What is needed: Within the data that follows, set down exactly the lines from the one containing "with a TOC, or" through the one containing "(spec.md §8 scenario S5", both ends included.

Given data:

————

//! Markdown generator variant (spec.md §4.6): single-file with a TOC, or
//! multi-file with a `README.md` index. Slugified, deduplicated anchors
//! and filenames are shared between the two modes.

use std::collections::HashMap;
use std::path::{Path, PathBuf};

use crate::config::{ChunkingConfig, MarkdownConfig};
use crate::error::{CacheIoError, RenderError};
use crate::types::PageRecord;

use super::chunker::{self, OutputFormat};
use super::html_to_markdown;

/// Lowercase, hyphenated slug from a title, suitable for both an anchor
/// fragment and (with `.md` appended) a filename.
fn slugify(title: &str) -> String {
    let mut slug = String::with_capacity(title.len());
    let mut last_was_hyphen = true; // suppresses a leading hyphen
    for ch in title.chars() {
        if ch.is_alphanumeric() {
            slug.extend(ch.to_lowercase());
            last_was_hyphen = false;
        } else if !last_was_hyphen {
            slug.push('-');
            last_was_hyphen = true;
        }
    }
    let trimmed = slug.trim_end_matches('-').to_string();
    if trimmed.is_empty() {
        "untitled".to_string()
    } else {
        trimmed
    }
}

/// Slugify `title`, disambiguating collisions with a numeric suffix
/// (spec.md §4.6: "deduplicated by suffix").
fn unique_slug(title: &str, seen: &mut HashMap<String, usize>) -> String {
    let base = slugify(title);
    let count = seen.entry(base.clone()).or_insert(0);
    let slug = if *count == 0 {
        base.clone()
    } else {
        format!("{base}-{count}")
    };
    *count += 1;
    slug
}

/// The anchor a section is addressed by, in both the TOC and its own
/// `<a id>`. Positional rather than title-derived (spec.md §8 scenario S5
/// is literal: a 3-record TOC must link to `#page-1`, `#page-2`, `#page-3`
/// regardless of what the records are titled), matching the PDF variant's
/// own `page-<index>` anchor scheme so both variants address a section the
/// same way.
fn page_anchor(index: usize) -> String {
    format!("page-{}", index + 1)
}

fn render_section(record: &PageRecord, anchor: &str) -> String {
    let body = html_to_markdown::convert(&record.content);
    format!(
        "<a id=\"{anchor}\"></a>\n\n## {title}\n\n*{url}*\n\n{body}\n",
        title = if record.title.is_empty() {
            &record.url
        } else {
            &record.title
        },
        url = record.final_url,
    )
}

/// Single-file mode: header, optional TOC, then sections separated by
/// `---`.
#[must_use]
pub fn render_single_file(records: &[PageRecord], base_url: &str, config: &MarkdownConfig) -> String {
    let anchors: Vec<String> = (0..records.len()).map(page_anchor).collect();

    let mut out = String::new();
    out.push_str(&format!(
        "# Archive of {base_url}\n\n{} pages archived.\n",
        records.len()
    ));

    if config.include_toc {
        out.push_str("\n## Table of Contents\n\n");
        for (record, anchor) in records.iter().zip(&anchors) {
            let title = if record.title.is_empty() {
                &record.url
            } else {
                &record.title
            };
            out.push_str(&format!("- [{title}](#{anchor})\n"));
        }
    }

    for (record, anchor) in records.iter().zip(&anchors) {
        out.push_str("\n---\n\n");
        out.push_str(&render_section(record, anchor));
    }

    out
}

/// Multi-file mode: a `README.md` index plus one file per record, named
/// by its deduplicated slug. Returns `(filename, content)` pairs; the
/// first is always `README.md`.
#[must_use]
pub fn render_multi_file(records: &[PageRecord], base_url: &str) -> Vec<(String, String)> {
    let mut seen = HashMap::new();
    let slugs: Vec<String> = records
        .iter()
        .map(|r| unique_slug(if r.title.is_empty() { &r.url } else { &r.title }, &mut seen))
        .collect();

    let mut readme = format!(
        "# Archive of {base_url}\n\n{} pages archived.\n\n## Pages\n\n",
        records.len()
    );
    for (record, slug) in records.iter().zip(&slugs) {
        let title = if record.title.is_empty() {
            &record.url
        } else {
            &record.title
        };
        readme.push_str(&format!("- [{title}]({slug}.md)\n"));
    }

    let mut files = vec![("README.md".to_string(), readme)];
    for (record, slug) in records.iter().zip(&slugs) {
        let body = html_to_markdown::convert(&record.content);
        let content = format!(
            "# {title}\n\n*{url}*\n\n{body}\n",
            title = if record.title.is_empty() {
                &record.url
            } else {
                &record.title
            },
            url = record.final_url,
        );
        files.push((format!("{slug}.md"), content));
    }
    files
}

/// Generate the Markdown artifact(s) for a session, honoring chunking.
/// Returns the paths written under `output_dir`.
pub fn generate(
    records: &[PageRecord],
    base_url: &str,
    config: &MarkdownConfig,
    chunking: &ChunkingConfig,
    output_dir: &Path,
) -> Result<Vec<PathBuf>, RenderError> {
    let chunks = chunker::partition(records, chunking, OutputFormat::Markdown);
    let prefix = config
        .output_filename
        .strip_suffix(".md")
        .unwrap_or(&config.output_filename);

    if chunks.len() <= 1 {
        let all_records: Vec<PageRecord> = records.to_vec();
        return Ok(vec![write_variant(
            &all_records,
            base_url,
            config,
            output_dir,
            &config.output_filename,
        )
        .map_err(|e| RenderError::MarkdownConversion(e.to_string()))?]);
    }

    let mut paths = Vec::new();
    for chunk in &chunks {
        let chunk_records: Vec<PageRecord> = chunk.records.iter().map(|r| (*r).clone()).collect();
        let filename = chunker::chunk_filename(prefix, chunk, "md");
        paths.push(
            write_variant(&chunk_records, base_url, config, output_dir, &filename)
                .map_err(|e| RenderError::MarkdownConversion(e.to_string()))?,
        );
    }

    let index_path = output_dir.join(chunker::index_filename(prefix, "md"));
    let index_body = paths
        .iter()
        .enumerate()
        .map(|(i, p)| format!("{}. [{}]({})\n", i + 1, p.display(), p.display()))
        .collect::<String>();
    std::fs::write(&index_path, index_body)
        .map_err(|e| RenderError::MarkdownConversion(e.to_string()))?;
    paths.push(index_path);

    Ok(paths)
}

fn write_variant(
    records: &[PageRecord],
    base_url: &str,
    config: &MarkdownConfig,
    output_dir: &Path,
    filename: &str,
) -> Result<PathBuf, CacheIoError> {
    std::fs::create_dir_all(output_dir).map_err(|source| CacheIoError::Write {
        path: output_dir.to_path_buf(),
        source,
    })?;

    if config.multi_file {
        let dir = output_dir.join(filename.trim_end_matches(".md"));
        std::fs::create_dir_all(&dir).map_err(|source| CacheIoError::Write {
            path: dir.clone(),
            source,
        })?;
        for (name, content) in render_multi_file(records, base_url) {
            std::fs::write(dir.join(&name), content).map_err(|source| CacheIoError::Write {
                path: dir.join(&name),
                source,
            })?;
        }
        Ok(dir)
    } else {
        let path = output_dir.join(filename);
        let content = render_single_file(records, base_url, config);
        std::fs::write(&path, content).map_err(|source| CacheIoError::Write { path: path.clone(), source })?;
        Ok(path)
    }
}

————

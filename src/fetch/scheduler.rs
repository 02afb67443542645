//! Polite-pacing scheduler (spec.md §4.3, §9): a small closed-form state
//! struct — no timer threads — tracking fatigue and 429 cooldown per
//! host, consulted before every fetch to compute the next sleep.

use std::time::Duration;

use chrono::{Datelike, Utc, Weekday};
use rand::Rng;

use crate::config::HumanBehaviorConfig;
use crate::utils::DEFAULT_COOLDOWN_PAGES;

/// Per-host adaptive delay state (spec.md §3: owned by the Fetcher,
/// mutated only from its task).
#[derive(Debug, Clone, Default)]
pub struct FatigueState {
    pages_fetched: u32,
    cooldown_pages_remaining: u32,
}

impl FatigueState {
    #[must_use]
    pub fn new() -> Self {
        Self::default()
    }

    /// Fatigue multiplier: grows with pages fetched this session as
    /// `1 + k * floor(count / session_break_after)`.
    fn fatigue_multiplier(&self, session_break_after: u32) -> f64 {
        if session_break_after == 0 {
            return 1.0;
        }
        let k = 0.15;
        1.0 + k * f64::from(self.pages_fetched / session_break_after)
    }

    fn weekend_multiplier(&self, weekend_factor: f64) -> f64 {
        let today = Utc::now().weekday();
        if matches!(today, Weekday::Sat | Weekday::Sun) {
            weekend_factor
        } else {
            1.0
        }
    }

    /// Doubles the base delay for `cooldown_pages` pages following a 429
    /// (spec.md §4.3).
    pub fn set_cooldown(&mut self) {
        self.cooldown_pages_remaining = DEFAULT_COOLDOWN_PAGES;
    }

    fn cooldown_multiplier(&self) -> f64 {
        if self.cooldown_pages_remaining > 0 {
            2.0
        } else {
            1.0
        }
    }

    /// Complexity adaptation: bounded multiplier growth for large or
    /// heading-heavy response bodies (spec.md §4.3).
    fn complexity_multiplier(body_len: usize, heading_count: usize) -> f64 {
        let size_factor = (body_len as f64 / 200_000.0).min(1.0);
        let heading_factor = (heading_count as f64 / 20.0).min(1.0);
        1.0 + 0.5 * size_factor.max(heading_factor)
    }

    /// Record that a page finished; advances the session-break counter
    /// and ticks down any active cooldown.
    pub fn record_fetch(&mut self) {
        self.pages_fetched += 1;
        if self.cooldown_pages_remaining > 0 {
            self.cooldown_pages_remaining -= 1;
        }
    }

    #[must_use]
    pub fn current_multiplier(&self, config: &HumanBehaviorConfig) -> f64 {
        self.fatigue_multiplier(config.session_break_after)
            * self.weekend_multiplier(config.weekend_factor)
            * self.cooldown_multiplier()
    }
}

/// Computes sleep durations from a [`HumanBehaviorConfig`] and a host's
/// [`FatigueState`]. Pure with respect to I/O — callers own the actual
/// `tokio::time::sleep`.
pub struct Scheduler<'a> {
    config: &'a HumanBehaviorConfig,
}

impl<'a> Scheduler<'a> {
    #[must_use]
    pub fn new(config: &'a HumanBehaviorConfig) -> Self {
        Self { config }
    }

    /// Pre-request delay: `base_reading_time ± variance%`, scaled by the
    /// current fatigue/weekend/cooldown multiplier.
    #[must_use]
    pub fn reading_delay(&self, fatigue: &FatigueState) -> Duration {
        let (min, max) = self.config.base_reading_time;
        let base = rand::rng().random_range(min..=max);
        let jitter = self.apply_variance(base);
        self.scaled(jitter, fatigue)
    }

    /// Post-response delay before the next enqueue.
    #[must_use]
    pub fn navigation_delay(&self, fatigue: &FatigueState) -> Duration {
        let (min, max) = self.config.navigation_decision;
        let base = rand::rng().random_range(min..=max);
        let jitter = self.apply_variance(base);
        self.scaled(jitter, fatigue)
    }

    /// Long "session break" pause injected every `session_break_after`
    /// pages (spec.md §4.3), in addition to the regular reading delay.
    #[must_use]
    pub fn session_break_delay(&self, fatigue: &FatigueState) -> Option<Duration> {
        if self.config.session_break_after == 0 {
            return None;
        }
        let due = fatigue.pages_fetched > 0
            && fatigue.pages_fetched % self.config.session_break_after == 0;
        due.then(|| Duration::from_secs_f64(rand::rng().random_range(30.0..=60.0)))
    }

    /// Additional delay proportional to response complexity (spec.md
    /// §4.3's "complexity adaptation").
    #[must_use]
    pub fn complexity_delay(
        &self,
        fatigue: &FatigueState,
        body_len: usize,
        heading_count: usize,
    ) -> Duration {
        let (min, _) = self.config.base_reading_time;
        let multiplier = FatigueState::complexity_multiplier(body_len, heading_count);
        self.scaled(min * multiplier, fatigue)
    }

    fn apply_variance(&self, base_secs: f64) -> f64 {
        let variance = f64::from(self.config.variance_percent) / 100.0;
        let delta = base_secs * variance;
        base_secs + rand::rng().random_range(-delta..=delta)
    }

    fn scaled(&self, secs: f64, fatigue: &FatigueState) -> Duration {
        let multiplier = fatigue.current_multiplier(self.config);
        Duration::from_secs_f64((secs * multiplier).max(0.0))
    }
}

————

Result of the task:
//! Markdown generator variant (spec.md §4.6): single-file with a TOC, or
//! multi-file with a `README.md` index. Slugified, deduplicated anchors
//! and filenames are shared between the two modes.

use std::collections::HashMap;
use std::path::{Path, PathBuf};

use crate::config::{ChunkingConfig, MarkdownConfig};
use crate::error::{CacheIoError, RenderError};
use crate::types::PageRecord;

use super::chunker::{self, OutputFormat};
use super::html_to_markdown;

/// Lowercase, hyphenated slug from a title, suitable for both an anchor
/// fragment and (with `.md` appended) a filename.
fn slugify(title: &str) -> String {
    let mut slug = String::with_capacity(title.len());
    let mut last_was_hyphen = true; // suppresses a leading hyphen
    for ch in title.chars() {
        if ch.is_alphanumeric() {
            slug.extend(ch.to_lowercase());
            last_was_hyphen = false;
        } else if !last_was_hyphen {
            slug.push('-');
            last_was_hyphen = true;
        }
    }
    let trimmed = slug.trim_end_matches('-').to_string();
    if trimmed.is_empty() {
        "untitled".to_string()
    } else {
        trimmed
    }
}

/// Slugify `title`, disambiguating collisions with a numeric suffix
/// (spec.md §4.6: "deduplicated by suffix").
fn unique_slug(title: &str, seen: &mut HashMap<String, usize>) -> String {
    let base = slugify(title);
    let count = seen.entry(base.clone()).or_insert(0);
    let slug = if *count == 0 {
        base.clone()
    } else {
        format!("{base}-{count}")
    };
    *count += 1;
    slug
}

/// The anchor a section is addressed by, in both the TOC and its own
/// `<a id>`. Positional rather than title-derived (spec.md §8 scenario S5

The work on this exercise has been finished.